Wyndham fought back, saying that the FTC has no authority to pursue a claim and has issued no guidance regarding what are “reasonable” protective measures. A federal court upheld the FTC’s right to pursue the claims; Wyndham has appealed.

If ultimately the FTC is permitted to sue Wyndham over an unfair or deceptive privacy policy, the implications for the industry are clear: know your security practices, disclose them accurately, and follow them internally.

In addition to FTC cases, plaintiffs’ lawyers are pursuing class action claims aggressively in response to the continued media coverage of data leaks. The theories used fall under a broad variety of national laws (for example, about confidentiality of movie rental habits) and state laws involving unfair or deceptive trade practices.

So far, consumers have not recovered much money through these class actions. They are a nuisance, however, and expensive to fight. Of course, if a judge does award damages one day, the dollars involved for any large class will be headline-making.

Hotel owners can minimize exposure by collecting and keeping only what data you absolutely need from customers, and consider workplace policies and practices that will keep the information secure.

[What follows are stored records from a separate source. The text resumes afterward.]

//! Cache store seam and the default in-memory engine
//!
//! The middleware treats storage as an external key/value store with TTL.
//! Keys arrive already namespaced as `namespace:key`, so engines can flush a
//! namespace by prefix without understanding key structure. Engines provide
//! their own concurrency guarantees; the middleware only requires atomic
//! `get`/`set`/`flush` per key.

use crate::entry::CachedResponse;
use crate::error::StoreError;
use async_trait::async_trait;
use dashmap::DashMap;
use std::time::{Duration, Instant};

/// Abstract cache storage with per-entry TTL.
#[async_trait]
pub trait CacheStore: Send + Sync + 'static {
    /// Fetch the entry under `key`, if present and unexpired.
    async fn get(&self, key: &str) -> Result<Option<CachedResponse>, StoreError>;

    /// Write `value` under `key`, valid for `ttl`.
    ///
    /// Never called with a zero `ttl`; the middleware skips the write
    /// entirely in that case.
    async fn set(&self, key: &str, value: CachedResponse, ttl: Duration) -> Result<(), StoreError>;

    /// Remove every entry in `namespace`, or all entries when `None`.
    async fn flush(&self, namespace: Option<&str>) -> Result<(), StoreError>;
}

#[derive(Debug, Clone)]
struct StoredEntry {
    value: CachedResponse,
    expires_at: Instant,
}

/// In-memory engine used when no other store is supplied.
///
/// Expired entries are dropped lazily on access, so memory for a key is
/// reclaimed the next time it is looked up. Suitable for a single process;
/// anything needing shared or bounded storage should bring its own
/// [`CacheStore`].
#[derive(Debug, Default)]
pub struct MemoryStore {
    entries: DashMap<String, StoredEntry>,
}

impl MemoryStore {
    /// Create an empty store.
    pub fn new() -> Self {
        Self::default()
    }

    /// Number of live (possibly expired, not yet reaped) entries.
    pub fn len(&self) -> usize {
        self.entries.len()
    }

    /// Whether the store holds no entries.
    pub fn is_empty(&self) -> bool {
        self.entries.is_empty()
    }
}

#[async_trait]
impl CacheStore for MemoryStore {
    async fn get(&self, key: &str) -> Result<Option<CachedResponse>, StoreError> {
        if let Some(entry) = self.entries.get(key) {
            if entry.expires_at > Instant::now() {
                return Ok(Some(entry.value.clone()));
            }
            drop(entry);
            self.entries.remove(key);
        }
        Ok(None)
    }

    async fn set(&self, key: &str, value: CachedResponse, ttl: Duration) -> Result<(), StoreError> {
        self.entries.insert(
            key.to_string(),
            StoredEntry {
                value,
                expires_at: Instant::now() + ttl,
            },
        );
        Ok(())
    }

    async fn flush(&self, namespace: Option<&str>) -> Result<(), StoreError> {
        match namespace {
            Some(ns) => {
                let prefix = format!("{ns}:");
                self.entries.retain(|key, _| !key.starts_with(&prefix));
            }
            None => self.entries.clear(),
        }
        Ok(())
    }
}

#[cfg(test)]
mod tests {
    use super::*;
    use bytes::Bytes;

    fn entry(body: &str) -> CachedResponse {
        CachedResponse {
            status: 200,
            headers: vec![("Content-Type".into(), "text/plain".into())],
            body: Bytes::copy_from_slice(body.as_bytes()),
        }
    }

    #[tokio::test]
    async fn set_then_get_round_trips() {
        let store = MemoryStore::new();
        store
            .set("ns:GET-/x", entry("ok"), Duration::from_secs(60))
            .await
            .unwrap();
        let got = store.get("ns:GET-/x").await.unwrap().unwrap();
        assert_eq!(got, entry("ok"));
    }

    #[tokio::test]
    async fn missing_key_is_a_clean_miss() {
        let store = MemoryStore::new();
        assert!(store.get("ns:nothing").await.unwrap().is_none());
    }

    #[tokio::test]
    async fn expired_entries_are_reaped_on_access() {
        let store = MemoryStore::new();
        store
            .set("ns:GET-/x", entry("ok"), Duration::from_millis(20))
            .await
            .unwrap();
        tokio::time::sleep(Duration::from_millis(40)).await;
        assert!(store.get("ns:GET-/x").await.unwrap().is_none());
        assert!(store.is_empty());
    }

    #[tokio::test]
    async fn flush_by_namespace_only_touches_that_prefix() {
        let store = MemoryStore::new();
        store
            .set("a:GET-/x", entry("a"), Duration::from_secs(60))
            .await
            .unwrap();
        store
            .set("b:GET-/x", entry("b"), Duration::from_secs(60))
            .await
            .unwrap();

        store.flush(Some("a")).await.unwrap();
        assert!(store.get("a:GET-/x").await.unwrap().is_none());
        assert!(store.get("b:GET-/x").await.unwrap().is_some());
    }

    #[tokio::test]
    async fn flush_without_namespace_clears_everything() {
        let store = MemoryStore::new();
        store
            .set("a:GET-/x", entry("a"), Duration::from_secs(60))
            .await
            .unwrap();
        store
            .set("b:GET-/x", entry("b"), Duration::from_secs(60))
            .await
            .unwrap();

        store.flush(None).await.unwrap();
        assert!(store.is_empty());
    }
}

For any company that suffers a data loss (via hack or via accident), there are 47 state laws requiring that consumers (and possibly the state authorities) be notified. The usual trigger for these laws is loss of electronically-stored “personally identifiable information” or “PII” (e.g., name, Social Security number or bank/credit card account number, account access information.)

Reservation systems, payment, retail/dining, and other on-site services all make use of PII in electronic form. Protecting those records is paramount. Hacks or leaks may require notice in several states, and generally there is no minimum number of affected customers before a company is required to act. Each state’s law is slightly different, but many have deadlines for action or prescribe what information consumers must be given.

Because coordinating all the state requirements can be tricky, it is imperative to call counsel immediately following any loss of data, even if no hacking was involved. For instance, if an employee accidentally e-mails a file of PII to persons outside the company, state law notice requirements may apply.

The costs of responding to a breach can be high: Target says it spent $148 million on its efforts. The state of New York reports that businesses there spent $1.3 billion on breach response in 2013. The average per-record cost to respond is about $200 in the United States. Multiply that by thousands of credit card transaction records or reservation notes, and it adds up fast. There also is the cost of counsel and other advisers to consider. Specialized insurance is available to help, if you have the right coverage: talk with your carrier about a cyber-liability policy.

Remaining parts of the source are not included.